- _What to produce_:
If a line in the entries contains the word "join", list it.

- _Supplied entries_:
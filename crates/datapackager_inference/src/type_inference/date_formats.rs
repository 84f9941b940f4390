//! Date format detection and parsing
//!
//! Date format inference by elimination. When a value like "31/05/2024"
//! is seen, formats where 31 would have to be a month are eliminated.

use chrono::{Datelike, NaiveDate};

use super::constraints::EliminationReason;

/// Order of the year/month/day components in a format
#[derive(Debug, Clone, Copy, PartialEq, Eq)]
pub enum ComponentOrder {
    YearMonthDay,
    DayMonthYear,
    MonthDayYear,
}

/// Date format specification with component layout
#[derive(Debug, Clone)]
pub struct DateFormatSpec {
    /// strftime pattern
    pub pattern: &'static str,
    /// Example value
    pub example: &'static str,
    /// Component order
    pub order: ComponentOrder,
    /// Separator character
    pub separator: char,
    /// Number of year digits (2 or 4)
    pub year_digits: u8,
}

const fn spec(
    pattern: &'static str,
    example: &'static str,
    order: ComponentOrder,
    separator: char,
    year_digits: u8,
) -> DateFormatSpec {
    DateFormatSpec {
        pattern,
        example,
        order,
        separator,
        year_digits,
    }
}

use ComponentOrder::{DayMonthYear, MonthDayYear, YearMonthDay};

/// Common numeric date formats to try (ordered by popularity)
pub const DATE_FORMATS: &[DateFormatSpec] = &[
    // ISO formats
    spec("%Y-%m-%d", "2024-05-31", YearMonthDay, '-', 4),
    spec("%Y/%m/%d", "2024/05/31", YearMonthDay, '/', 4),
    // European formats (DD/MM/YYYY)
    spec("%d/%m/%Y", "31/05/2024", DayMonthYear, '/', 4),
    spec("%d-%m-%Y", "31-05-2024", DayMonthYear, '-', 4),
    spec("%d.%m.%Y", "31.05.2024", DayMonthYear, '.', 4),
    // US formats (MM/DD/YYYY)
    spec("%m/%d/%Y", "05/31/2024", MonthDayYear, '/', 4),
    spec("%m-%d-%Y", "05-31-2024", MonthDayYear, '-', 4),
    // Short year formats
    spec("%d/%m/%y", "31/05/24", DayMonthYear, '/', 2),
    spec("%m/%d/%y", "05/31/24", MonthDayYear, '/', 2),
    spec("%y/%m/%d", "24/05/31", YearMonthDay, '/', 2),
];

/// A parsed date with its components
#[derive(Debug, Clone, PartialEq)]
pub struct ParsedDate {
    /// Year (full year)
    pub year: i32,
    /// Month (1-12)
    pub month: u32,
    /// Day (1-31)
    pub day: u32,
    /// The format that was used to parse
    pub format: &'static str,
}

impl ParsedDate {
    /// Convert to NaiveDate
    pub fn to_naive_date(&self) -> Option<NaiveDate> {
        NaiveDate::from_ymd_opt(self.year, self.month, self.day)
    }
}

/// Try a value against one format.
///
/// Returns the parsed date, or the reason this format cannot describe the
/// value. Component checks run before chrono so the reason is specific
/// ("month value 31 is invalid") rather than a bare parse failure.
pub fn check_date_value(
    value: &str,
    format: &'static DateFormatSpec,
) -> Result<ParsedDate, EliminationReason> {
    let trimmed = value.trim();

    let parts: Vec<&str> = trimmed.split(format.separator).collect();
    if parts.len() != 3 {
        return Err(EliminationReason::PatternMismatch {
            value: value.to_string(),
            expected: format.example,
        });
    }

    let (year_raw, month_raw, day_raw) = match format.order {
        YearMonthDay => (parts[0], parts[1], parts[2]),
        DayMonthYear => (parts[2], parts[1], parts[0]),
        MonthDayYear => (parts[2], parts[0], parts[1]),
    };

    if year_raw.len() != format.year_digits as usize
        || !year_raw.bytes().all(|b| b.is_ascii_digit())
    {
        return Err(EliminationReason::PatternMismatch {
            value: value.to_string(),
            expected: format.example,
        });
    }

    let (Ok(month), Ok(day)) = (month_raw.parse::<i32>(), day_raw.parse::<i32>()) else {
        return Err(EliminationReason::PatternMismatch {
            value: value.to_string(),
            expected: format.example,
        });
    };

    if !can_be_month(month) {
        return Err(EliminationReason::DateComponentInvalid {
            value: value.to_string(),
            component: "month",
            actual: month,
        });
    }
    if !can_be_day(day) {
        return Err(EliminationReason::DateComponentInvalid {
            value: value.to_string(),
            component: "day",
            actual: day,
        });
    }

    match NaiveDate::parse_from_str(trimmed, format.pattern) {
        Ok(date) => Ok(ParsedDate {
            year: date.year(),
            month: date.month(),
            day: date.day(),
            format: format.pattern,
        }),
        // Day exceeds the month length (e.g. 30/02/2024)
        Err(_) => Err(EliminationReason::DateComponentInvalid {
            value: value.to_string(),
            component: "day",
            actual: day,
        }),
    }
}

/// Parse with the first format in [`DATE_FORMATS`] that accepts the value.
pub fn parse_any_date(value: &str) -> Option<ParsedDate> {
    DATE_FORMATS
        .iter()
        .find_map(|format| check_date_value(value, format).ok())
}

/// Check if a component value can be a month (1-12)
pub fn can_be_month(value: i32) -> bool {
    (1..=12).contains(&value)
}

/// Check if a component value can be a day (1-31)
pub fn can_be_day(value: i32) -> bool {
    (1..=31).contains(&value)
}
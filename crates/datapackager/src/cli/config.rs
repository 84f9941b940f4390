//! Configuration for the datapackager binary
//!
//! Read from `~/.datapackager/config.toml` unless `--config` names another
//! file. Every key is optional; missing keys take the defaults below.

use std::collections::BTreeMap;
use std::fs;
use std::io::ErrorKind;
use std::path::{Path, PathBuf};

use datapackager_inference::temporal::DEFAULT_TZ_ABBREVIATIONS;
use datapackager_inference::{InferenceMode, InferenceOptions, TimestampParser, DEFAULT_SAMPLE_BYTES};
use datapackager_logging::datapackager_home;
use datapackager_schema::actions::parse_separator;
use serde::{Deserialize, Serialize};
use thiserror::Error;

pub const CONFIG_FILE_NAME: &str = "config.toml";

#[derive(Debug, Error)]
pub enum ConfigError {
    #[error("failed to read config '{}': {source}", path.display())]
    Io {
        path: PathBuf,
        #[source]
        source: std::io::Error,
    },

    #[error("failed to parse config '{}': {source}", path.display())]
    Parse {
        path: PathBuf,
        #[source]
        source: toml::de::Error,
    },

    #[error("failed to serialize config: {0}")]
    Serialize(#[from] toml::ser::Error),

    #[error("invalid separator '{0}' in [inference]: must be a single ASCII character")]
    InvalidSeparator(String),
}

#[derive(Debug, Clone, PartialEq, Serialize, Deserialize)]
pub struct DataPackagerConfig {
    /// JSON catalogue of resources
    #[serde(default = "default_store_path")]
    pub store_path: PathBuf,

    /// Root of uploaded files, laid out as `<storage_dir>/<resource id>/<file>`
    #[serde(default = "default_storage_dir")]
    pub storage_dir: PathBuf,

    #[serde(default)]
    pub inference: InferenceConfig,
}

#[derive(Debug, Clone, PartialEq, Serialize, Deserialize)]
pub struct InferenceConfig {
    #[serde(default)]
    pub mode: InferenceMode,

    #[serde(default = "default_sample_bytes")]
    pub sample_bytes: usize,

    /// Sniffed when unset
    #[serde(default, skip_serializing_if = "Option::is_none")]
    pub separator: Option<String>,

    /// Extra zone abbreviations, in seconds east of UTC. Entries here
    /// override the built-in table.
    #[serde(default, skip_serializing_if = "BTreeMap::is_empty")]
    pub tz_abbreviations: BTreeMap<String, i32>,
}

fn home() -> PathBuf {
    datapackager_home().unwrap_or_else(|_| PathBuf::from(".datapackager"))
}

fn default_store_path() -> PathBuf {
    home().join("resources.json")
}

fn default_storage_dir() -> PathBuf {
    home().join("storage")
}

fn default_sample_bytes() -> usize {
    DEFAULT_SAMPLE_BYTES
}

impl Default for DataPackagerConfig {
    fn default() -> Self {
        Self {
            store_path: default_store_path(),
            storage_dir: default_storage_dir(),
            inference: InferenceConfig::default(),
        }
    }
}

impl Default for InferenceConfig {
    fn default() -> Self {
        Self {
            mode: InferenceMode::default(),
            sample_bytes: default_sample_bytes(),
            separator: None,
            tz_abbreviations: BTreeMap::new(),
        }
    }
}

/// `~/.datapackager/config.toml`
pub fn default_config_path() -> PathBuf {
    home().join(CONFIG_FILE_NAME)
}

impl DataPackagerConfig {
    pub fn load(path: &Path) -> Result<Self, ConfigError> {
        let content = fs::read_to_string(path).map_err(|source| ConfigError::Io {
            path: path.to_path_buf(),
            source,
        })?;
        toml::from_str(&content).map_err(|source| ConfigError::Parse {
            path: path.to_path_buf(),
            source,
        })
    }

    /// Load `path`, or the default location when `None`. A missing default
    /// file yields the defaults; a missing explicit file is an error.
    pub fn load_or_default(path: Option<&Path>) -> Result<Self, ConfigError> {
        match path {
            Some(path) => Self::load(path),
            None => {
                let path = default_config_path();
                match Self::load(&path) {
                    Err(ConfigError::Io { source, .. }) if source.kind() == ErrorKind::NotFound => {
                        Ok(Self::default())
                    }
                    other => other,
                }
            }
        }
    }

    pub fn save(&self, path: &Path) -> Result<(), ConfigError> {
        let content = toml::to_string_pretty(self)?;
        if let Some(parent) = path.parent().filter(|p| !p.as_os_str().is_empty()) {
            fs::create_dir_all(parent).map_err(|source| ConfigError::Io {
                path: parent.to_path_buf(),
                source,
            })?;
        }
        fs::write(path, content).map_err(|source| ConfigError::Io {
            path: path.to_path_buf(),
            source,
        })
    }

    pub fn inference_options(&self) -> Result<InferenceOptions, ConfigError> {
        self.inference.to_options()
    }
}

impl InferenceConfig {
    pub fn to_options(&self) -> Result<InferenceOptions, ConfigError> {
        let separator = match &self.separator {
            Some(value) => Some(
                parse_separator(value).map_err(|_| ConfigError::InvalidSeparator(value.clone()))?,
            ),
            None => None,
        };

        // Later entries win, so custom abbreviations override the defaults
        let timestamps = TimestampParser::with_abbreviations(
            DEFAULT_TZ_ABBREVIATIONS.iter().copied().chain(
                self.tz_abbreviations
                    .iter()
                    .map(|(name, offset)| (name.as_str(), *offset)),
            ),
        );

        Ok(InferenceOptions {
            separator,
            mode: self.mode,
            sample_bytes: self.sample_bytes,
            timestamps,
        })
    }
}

- _Reply to the exercise_:
    home().join("resources.json")
    home().join("storage")
    home().join(CONFIG_FILE_NAME)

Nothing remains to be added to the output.